Pursuant to the Employment Agreement, if the Company terminates Dr. Carlson’s employment without “cause” or Dr. Carlson resigns for “good reason” (each as defined in the Employment Agreement), Dr. Carlson is entitled to the following payments and benefits: (1) her fully earned but unpaid base salary through the date of termination at the rate then in effect, plus all other amounts under any compensation plan or practice to which she is entitled; (2) a lump sum cash payment in an amount equal to her monthly base salary as in effect immediately prior to the date of termination for a period of nine months; (3) a lump sum cash payment in an amount equal to her bonus for the year in which the termination of her employment occurs, prorated for the period of her service during such year, provided that Dr. Carlson shall not be entitled to receive such amount in the event that her termination results from her discharge by the Company without cause prior to a change in control (as defined in the Employment Agreement); and (4) a taxable monthly payment in an amount equal to her monthly healthcare coverage costs under Medicare as in effect immediately prior to the date of termination, in an amount not to exceed $2,000 per month, for a period of nine months.

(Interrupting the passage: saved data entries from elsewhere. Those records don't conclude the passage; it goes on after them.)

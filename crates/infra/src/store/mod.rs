//! Device-local key-value storage

pub mod file_store;
pub mod memory;

pub use file_store::FileKeyValueStore;
pub use memory::MemoryKeyValueStore;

In the event Dr. Carlson’s termination without cause or resignation for good reason occurs within three months prior to the occurrence of a change in control or within 12 months following a change in control, all of her outstanding unvested stock awards will accelerate and become fully vested on the later of (1) the date of termination or (2) the date of such change in control.

The Employment Agreement also contains standard confidentiality, non-competition and non-solicitation covenants.

The foregoing description of the Employment Agreement is qualified by reference to the Employment Agreement, a copy of which is attached hereto as Exhibit 10.1 and is incorporated herein by reference.

 

Item 9.01. Financial Statements and Exhibits.

(d) Exhibits

 

Exhibit No.

  

Description

10.1    Amended and Restated Employment Agreement, effective as of December 1, 2013, between the Company and Marilyn R. Carlson, D.M.D., M.D.


SIGNATURES

Pursuant to the requirements of the Securities Exchange Act of 1934, the registrant has duly caused this report to be signed on its behalf by the undersigned hereunto duly authorized.

 

Date: December 2, 2013     EVOKE PHARMA, INC.
    By:  

 /s/ Matthew J. D’Onofrio

    Name:   Matthew J. D’Onofrio
    Title:  

Executive Vice President,

Chief Business Officer and Secretary


EXHIBIT INDEX

 

Exhibit No.

  

Description

10.1    Amended and Restated Employment Agreement, effective as of December 1, 2013, between the Company and Marilyn R. Carlson, D.M.D., M.D.